Да, только здесь, за колючей проволокой, приобретают огромное значение мелочи, на которые раньше никто не обращал внимания. Что, кажется, печь-буржуйка? До плена кто думал о ней? А ведь насколько уменьшились бы страдания, если можно было бы погреть около печи свое мокрое, насквозь настывшее тело, хоть немного просушить жалкую одежонку. Только это далекая, несбыточная мечта. Здесь такие блага доступны в обмен на совесть. А совестью жертвуют немногие.
Вместе с полицаями в комнате жили на положении квартирантов те, кого называли «лагерными придурками»: повара, сапожники, портные, два кладовщика а даже художник Яшка Глист. Их ненавидели меньше полицаев. Им даже многие завидовали, считали счастливчиками. Ведь они, не поступаясь совестью, устроилась куда сытнее остальных, они не ворочают камней, не мокнут по четырнадцати часов под декабрьским дождем, не страдают от бешеных побоев мастеров и полицаев.

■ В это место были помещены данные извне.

//! One backup cycle: unlock, export, commit and push, lock.
//!
//! Every step before the lock is fatal to the cycle and stops it where it
//! failed. The lock is cleanup and only ever reported. Whether a failed
//! cycle stops the process is decided by the
//! [`Scheduler`](crate::scheduler::Scheduler), not here.

use std::path::PathBuf;
use std::sync::atomic::{AtomicBool, Ordering};

use chrono::Local;
use tokio::sync::Mutex;

use vaultsync_core::command::CommandRunner;
use vaultsync_core::config::BackupConfig;
use vaultsync_core::error::{BackupError, BackupResult};
use vaultsync_core::git::{commit_message, CommitStatus, GitRepo};
use vaultsync_core::session::extract_session;
use vaultsync_core::vault::{VaultClient, VaultState};

/// What a successful cycle produced.
#[derive(Debug, Clone, Copy, PartialEq, Eq)]
pub enum CycleOutcome {
    /// A new commit was pushed.
    Committed,
    /// The export matched the previous one; no new commit was made.
    Unchanged,
}

impl std::fmt::Display for CycleOutcome {
    fn fmt(&self, f: &mut std::fmt::Formatter<'_>) -> std::fmt::Result {
        match self {
            Self::Committed => f.write_str("committed"),
            Self::Unchanged => f.write_str("unchanged"),
        }
    }
}

// ---------------------------------------------------------------------------
// CycleGuard
// ---------------------------------------------------------------------------

/// Single-flight flag: at most one cycle holds a [`CyclePermit`] at a time.
#[derive(Debug, Default)]
pub struct CycleGuard {
    busy: AtomicBool,
}

impl CycleGuard {
    pub fn try_acquire(&self) -> Option<CyclePermit<'_>> {
        self.busy
            .compare_exchange(false, true, Ordering::AcqRel, Ordering::Acquire)
            .ok()
            .map(|_| CyclePermit { busy: &self.busy })
    }

    pub fn is_busy(&self) -> bool {
        self.busy.load(Ordering::Acquire)
    }
}

/// Releases the guard when dropped.
#[derive(Debug)]
pub struct CyclePermit<'a> {
    busy: &'a AtomicBool,
}

impl Drop for CyclePermit<'_> {
    fn drop(&mut self) {
        self.busy.store(false, Ordering::Release);
    }
}

// ---------------------------------------------------------------------------
// BackupPipeline
// ---------------------------------------------------------------------------

pub struct BackupPipeline<R> {
    git: GitRepo<R>,
    vault: Mutex<VaultClient<R>>,
    master_password: String,
    export_path: PathBuf,
    branch: String,
    guard: CycleGuard,
}

impl<R: CommandRunner> BackupPipeline<R> {
    /// Build a pipeline from an initialized working copy and vault client.
    pub fn new(config: &BackupConfig, git: GitRepo<R>, vault: VaultClient<R>) -> Self {
        Self {
            git,
            vault: Mutex::new(vault),
            master_password: config.master_password.clone(),
            export_path: config.export_path(),
            branch: config.branch.clone(),
            guard: CycleGuard::default(),
        }
    }

    pub async fn vault_state(&self) -> VaultState {
        self.vault.lock().await.state()
    }

    /// Run one full backup cycle.
    ///
    /// Returns [`BackupError::CycleInProgress`] without touching the vault
    /// or the working copy if another cycle is still running.
    pub async fn run_cycle(&self) -> BackupResult<CycleOutcome> {
        let _permit = self
            .guard
            .try_acquire()
            .ok_or(BackupError::CycleInProgress)?;
        let mut vault = self.vault.lock().await;

        tracing::info!("Executing backup");

        let unlocked = vault.unlock(&self.master_password).await?;
        let session = extract_session(&unlocked.text)?;
        tracing::debug!(vault_state = %vault.state(), "Vault unlocked");

        vault.export(&self.export_path, &session).await?;
        tracing::info!(path = %self.export_path.display(), "Vault exported");

        let outcome = self.commit_and_push().await?;

        if let Err(e) = vault.lock().await {
            tracing::error!(
                error = %e,
                output = e.command_output().unwrap_or_default(),
                "Failed to lock vault after backup",
            );
        }

        tracing::info!(%outcome, vault_state = %vault.state(), "Backup cycle finished");
        Ok(outcome)
    }

    /// Log out of the vault. Used once, when the process shuts down.
    pub async fn logout(&self) -> BackupResult<()> {
        self.vault.lock().await.logout().await
    }

    async fn commit_and_push(&self) -> BackupResult<CycleOutcome> {
        self.git.add_all().await?;

        let message = commit_message(&Local::now());
        let outcome = match self.git.commit(&message).await? {
            CommitStatus::Committed => CycleOutcome::Committed,
            CommitStatus::NothingToCommit => {
                tracing::info!("Export unchanged since last backup");
                CycleOutcome::Unchanged
            }
        };

        // Always push: a commit left by an earlier failed push is still pending.
        self.git.push(&self.branch).await?;
        tracing::info!(%outcome, branch = %self.branch, "Backup pushed");
        Ok(outcome)
    }
}

// ---------------------------------------------------------------------------
// Tests
// ---------------------------------------------------------------------------
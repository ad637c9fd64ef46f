//! Git working-copy operations used by the backup job.

use std::path::{Path, PathBuf};

use chrono::{DateTime, TimeZone};

use crate::command::{report_output, CommandRunner, Invocation};
use crate::config::BackupConfig;
use crate::error::{BackupError, BackupResult};

/// Fragments git prints when a commit has nothing staged.
const NOTHING_TO_COMMIT: [&str; 2] = ["nothing to commit", "no changes added to commit"];

/// Result of a commit attempt.
#[derive(Debug, Clone, Copy, PartialEq, Eq)]
pub enum CommitStatus {
    Committed,
    /// The working copy had no changes; no commit was created.
    NothingToCommit,
}

/// Commit message for a backup taken at `now`: `backup YYYYMMDDHHmm`.
pub fn commit_message<Tz>(now: &DateTime<Tz>) -> String
where
    Tz: TimeZone,
    Tz::Offset: std::fmt::Display,
{
    format!("backup {}", now.format("%Y%m%d%H%M"))
}

/// A local clone driven through the git CLI (`git -C <dir> ...`).
pub struct GitRepo<R> {
    binary: String,
    dir: PathBuf,
    runner: R,
}

impl<R: CommandRunner> GitRepo<R> {
    pub fn new(binary: impl Into<String>, dir: impl Into<PathBuf>, runner: R) -> Self {
        Self {
            binary: binary.into(),
            dir: dir.into(),
            runner,
        }
    }

    pub fn from_config(config: &BackupConfig, runner: R) -> Self {
        Self::new(config.git_binary.clone(), config.working_copy.clone(), runner)
    }

    pub fn dir(&self) -> &Path {
        &self.dir
    }

    /// Whether the working-copy directory is present on disk.
    pub fn exists(&self) -> bool {
        self.dir.exists()
    }

    pub async fn clone_from(&self, url: &str) -> BackupResult<()> {
        let invocation = Invocation::new(
            &self.binary,
            [
                "clone".to_string(),
                url.to_string(),
                self.dir.to_string_lossy().into_owned(),
            ],
        );
        self.run(invocation).await
    }

    pub async fn set_config(&self, key: &str, value: &str) -> BackupResult<()> {
        self.run(self.in_repo(["config", key, value])).await
    }

    /// Stage every change in the working copy.
    pub async fn add_all(&self) -> BackupResult<()> {
        self.run(self.in_repo(["add", "."])).await
    }

    /// Commit staged changes. A commit rejected only because nothing
    /// changed is reported as [`CommitStatus::NothingToCommit`].
    pub async fn commit(&self, message: &str) -> BackupResult<CommitStatus> {
        match self.runner.run(&self.in_repo(["commit", "-m", message])).await {
            Ok(output) => {
                report_output(&self.binary, &output);
                Ok(CommitStatus::Committed)
            }
            Err(err) if is_nothing_to_commit(&err) => Ok(CommitStatus::NothingToCommit),
            Err(err) => Err(err),
        }
    }

    pub async fn push(&self, branch: &str) -> BackupResult<()> {
        self.run(self.in_repo(["push", "origin", branch])).await
    }

    fn in_repo<'a>(&self, args: impl IntoIterator<Item = &'a str>) -> Invocation {
        let mut all = vec!["-C".to_string(), self.dir.to_string_lossy().into_owned()];
        all.extend(args.into_iter().map(str::to_string));
        Invocation::new(&self.binary, all)
    }

    async fn run(&self, invocation: Invocation) -> BackupResult<()> {
        let output = self.runner.run(&invocation).await?;
        report_output(&self.binary, &output);
        Ok(())
    }
}

fn is_nothing_to_commit(err: &BackupError) -> bool {
    err.command_output()
        .is_some_and(|output| NOTHING_TO_COMMIT.iter().any(|f| output.contains(f)))
}

// ---------------------------------------------------------------------------
// Tests
// ---------------------------------------------------------------------------
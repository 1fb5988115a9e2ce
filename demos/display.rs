//! List connected displays in hook space and in virtual-desktop space.
//!
//! Run with: cargo run --example display

use limelight::coords::{hook_rect_to_virtual_desktop, hook_to_virtual_desktop};
use limelight::{cursor_position, displays};

fn main() -> limelight::Result<()> {
    let all = displays()?;
    let Some(primary) = all.first() else {
        println!("No displays found");
        return Ok(());
    };
    let primary_height = primary.bounds.height;

    println!("Displays ({}), primary height {primary_height}", all.len());
    for (index, display) in all.iter().enumerate() {
        let b = display.bounds;
        let v = hook_rect_to_virtual_desktop(b, primary_height);
        println!(
            "  [{index}] id={} scale={:.2} refresh={:?}{}",
            display.id,
            display.scale_factor,
            display.refresh_rate,
            if display.is_primary { " (primary)" } else { "" }
        );
        println!(
            "      hook:    ({:.0}, {:.0}) {:.0}x{:.0}",
            b.x, b.y, b.width, b.height
        );
        println!(
            "      desktop: ({:.0}, {:.0}) {:.0}x{:.0}",
            v.x, v.y, v.width, v.height
        );
    }

    let cursor = cursor_position()?;
    let desktop = hook_to_virtual_desktop(cursor, primary_height);
    println!(
        "Cursor: hook ({:.0}, {:.0}) -> desktop ({:.0}, {:.0})",
        cursor.x, cursor.y, desktop.x, desktop.y
    );

    Ok(())
}
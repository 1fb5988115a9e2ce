//! Renderers: everything that turns engine state into [`Frame`](crate::paint::Frame)s.
//!
//! - [`shape`] builds spotlight outlines.
//! - [`spotlight`] paints the dim mask with its cut-out.
//! - [`effects`] paints click ripples and keystroke labels.
//! - [`raster`] rasterizes frames into `tiny-skia` pixmaps for the native
//!   overlay windows and the terminal demo.

pub mod effects;
pub mod raster;
pub mod shape;
pub mod spotlight;

pub use effects::{EffectLayer, EffectMark, MarkKind};
pub use raster::{Canvas, LabelFont};
pub use spotlight::{EdgeGeometry, RING_STEPS, SpotlightParams, SpotlightRenderer};
//! Display topology and cursor queries.
//!
//! Bounds and cursor positions are reported in hook space (top-left origin,
//! Y down), exactly as the platform hands them out. The list returned by
//! [`displays`] always has the primary display at index 0, which is the
//! display every coordinate flip is anchored to.

use crate::error::Result;
use crate::geometry::{Point, Rect};
use std::sync::atomic::{AtomicUsize, Ordering};
use std::sync::{Arc, Mutex};

/// Information about a display/monitor.
#[derive(Debug, Clone, PartialEq)]
#[cfg_attr(feature = "serde", derive(serde::Serialize, serde::Deserialize))]
pub struct DisplayInfo {
    /// Platform-specific identifier (best-effort).
    pub id: u32,
    /// Display bounds in hook space.
    pub bounds: Rect,
    /// Scale factor relative to 1.0 (96 DPI on Windows, 1x on macOS).
    pub scale_factor: f64,
    /// Refresh rate in Hz, if available.
    pub refresh_rate: Option<u32>,
    /// Whether this is the primary display.
    pub is_primary: bool,
}

impl DisplayInfo {
    /// A plain 1x display, mostly useful for synthetic topologies.
    pub fn new(id: u32, bounds: Rect, is_primary: bool) -> Self {
        Self {
            id,
            bounds,
            scale_factor: 1.0,
            refresh_rate: None,
            is_primary,
        }
    }
}

/// Move the primary display to index 0, keeping the relative order of the rest.
///
/// If no display claims to be primary the first one is promoted.
pub fn order_primary_first(displays: &mut [DisplayInfo]) {
    match displays.iter().position(|d| d.is_primary) {
        Some(index) => displays[..=index].rotate_right(1),
        None => {
            if let Some(first) = displays.first_mut() {
                first.is_primary = true;
            }
        }
    }
}

/// List all connected displays, primary first.
pub fn displays() -> Result<Vec<DisplayInfo>> {
    let mut displays = crate::platform::displays()?;
    order_primary_first(&mut displays);
    Ok(displays)
}

/// Current cursor position in hook space.
pub fn cursor_position() -> Result<Point> {
    crate::platform::cursor_position()
}

/// Source of the current display topology.
pub trait DisplayTopology {
    /// Connected displays, primary at index 0, bounds in hook space.
    fn displays(&self) -> Result<Vec<DisplayInfo>>;
}

/// Source of the current cursor position, for polling.
pub trait CursorLocator {
    /// Current cursor position in hook space.
    fn cursor_position(&self) -> Result<Point>;
}

/// The real displays and cursor, queried through the platform backend.
#[derive(Debug, Clone, Copy, Default)]
pub struct SystemDisplays;

impl DisplayTopology for SystemDisplays {
    fn displays(&self) -> Result<Vec<DisplayInfo>> {
        displays()
    }
}

impl CursorLocator for SystemDisplays {
    fn cursor_position(&self) -> Result<Point> {
        cursor_position()
    }
}

/// A topology that only changes when told to.
///
/// Clones share the display list, so a test can keep one handle and give
/// another to the engine.
#[derive(Debug, Clone, Default)]
pub struct StaticTopology {
    displays: Arc<Mutex<Vec<DisplayInfo>>>,
}

impl StaticTopology {
    pub fn new(displays: Vec<DisplayInfo>) -> Self {
        let topology = Self::default();
        topology.set_displays(displays);
        topology
    }

    /// Replace the display list.
    pub fn set_displays(&self, mut displays: Vec<DisplayInfo>) {
        order_primary_first(&mut displays);
        if let Ok(mut guard) = self.displays.lock() {
            *guard = displays;
        }
    }
}

impl DisplayTopology for StaticTopology {
    fn displays(&self) -> Result<Vec<DisplayInfo>> {
        self.displays
            .lock()
            .map(|guard| guard.clone())
            .map_err(|_| crate::Error::ThreadError("topology mutex poisoned".into()))
    }
}

/// A cursor that sits wherever it was last put, counting how often it is read.
#[derive(Debug, Clone, Default)]
pub struct ManualCursor {
    position: Arc<Mutex<Point>>,
    reads: Arc<AtomicUsize>,
}

impl ManualCursor {
    pub fn new(position: Point) -> Self {
        let cursor = Self::default();
        cursor.move_to(position);
        cursor
    }

    /// Move the cursor (hook space).
    pub fn move_to(&self, position: Point) {
        if let Ok(mut guard) = self.position.lock() {
            *guard = position;
        }
    }

    /// How many times the position has been queried.
    pub fn reads(&self) -> usize {
        self.reads.load(Ordering::SeqCst)
    }
}

impl CursorLocator for ManualCursor {
    fn cursor_position(&self) -> Result<Point> {
        self.reads.fetch_add(1, Ordering::SeqCst);
        self.position
            .lock()
            .map(|guard| *guard)
            .map_err(|_| crate::Error::ThreadError("cursor mutex poisoned".into()))
    }
}

#[cfg(test)]
mod tests {
    use super::*;

    fn display(id: u32, x: f64, primary: bool) -> DisplayInfo {
        DisplayInfo::new(id, Rect::new(x, 0.0, 1920.0, 1080.0), primary)
    }

    #[test]
    fn test_primary_moves_to_front() {
        let mut list = vec![
            display(1, -1920.0, false),
            display(2, 1920.0, false),
            display(3, 0.0, true),
        ];
        order_primary_first(&mut list);
        let ids: Vec<u32> = list.iter().map(|d| d.id).collect();
        assert_eq!(ids, vec![3, 1, 2]);
    }

    #[test]
    fn test_first_display_promoted_without_primary() {
        let mut list = vec![display(7, 0.0, false), display(8, 1920.0, false)];
        order_primary_first(&mut list);
        assert!(list[0].is_primary);
        assert!(!list[1].is_primary);
    }

    #[test]
    fn test_static_topology_orders_on_set() {
        let topology = StaticTopology::new(vec![display(1, 1920.0, false), display(2, 0.0, true)]);
        let list = topology.displays().unwrap();
        assert_eq!(list[0].id, 2);
    }

    #[test]
    fn test_manual_cursor_counts_reads() {
        let cursor = ManualCursor::new(Point::new(4.0, 5.0));
        assert_eq!(cursor.cursor_position().unwrap(), Point::new(4.0, 5.0));
        cursor.move_to(Point::new(6.0, 7.0));
        assert_eq!(cursor.cursor_position().unwrap(), Point::new(6.0, 7.0));
        assert_eq!(cursor.reads(), 2);
    }
}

Впрочем, Федор, переселясь в полицайскую, скоро убедился, что в большинстве случаев немцы берут в «лагерные придурки» тех, кто показал нм свою приверженность. Яшка Глист переведен в полицайскую потому, что преподнес боцману портрет Гитлера собственной работы, Боцман, почтительно взглянул на низколобое с рачьими глазами лицо фюрера, сказал:
— Эс гут. Бист ду кунстлер?
— Да, господин комендант! Я художник. С большевиками у меня большие счета. Они расстреляли отца, искалечили мою жизнь. Я ненавижу их! Ненавижу всем существом, господин комендант!
Теперь Яшка живет на положении «придворного художника». По памяти и цветным открыткам он делает для немцев красивые виды покоренной ими Норвегии и фатерланда, но больше всего рисует с фотографий портреты самих заказчиков, их сыновей, сражающихся или уже погибших на Остфронте, жен и дочерей. Бывает, заказчики поощряют «кунстлера» жалкими кусочками хлеба или сигаретами. Яшка все тщательно прячет, ест и курит подаяние втихомолку.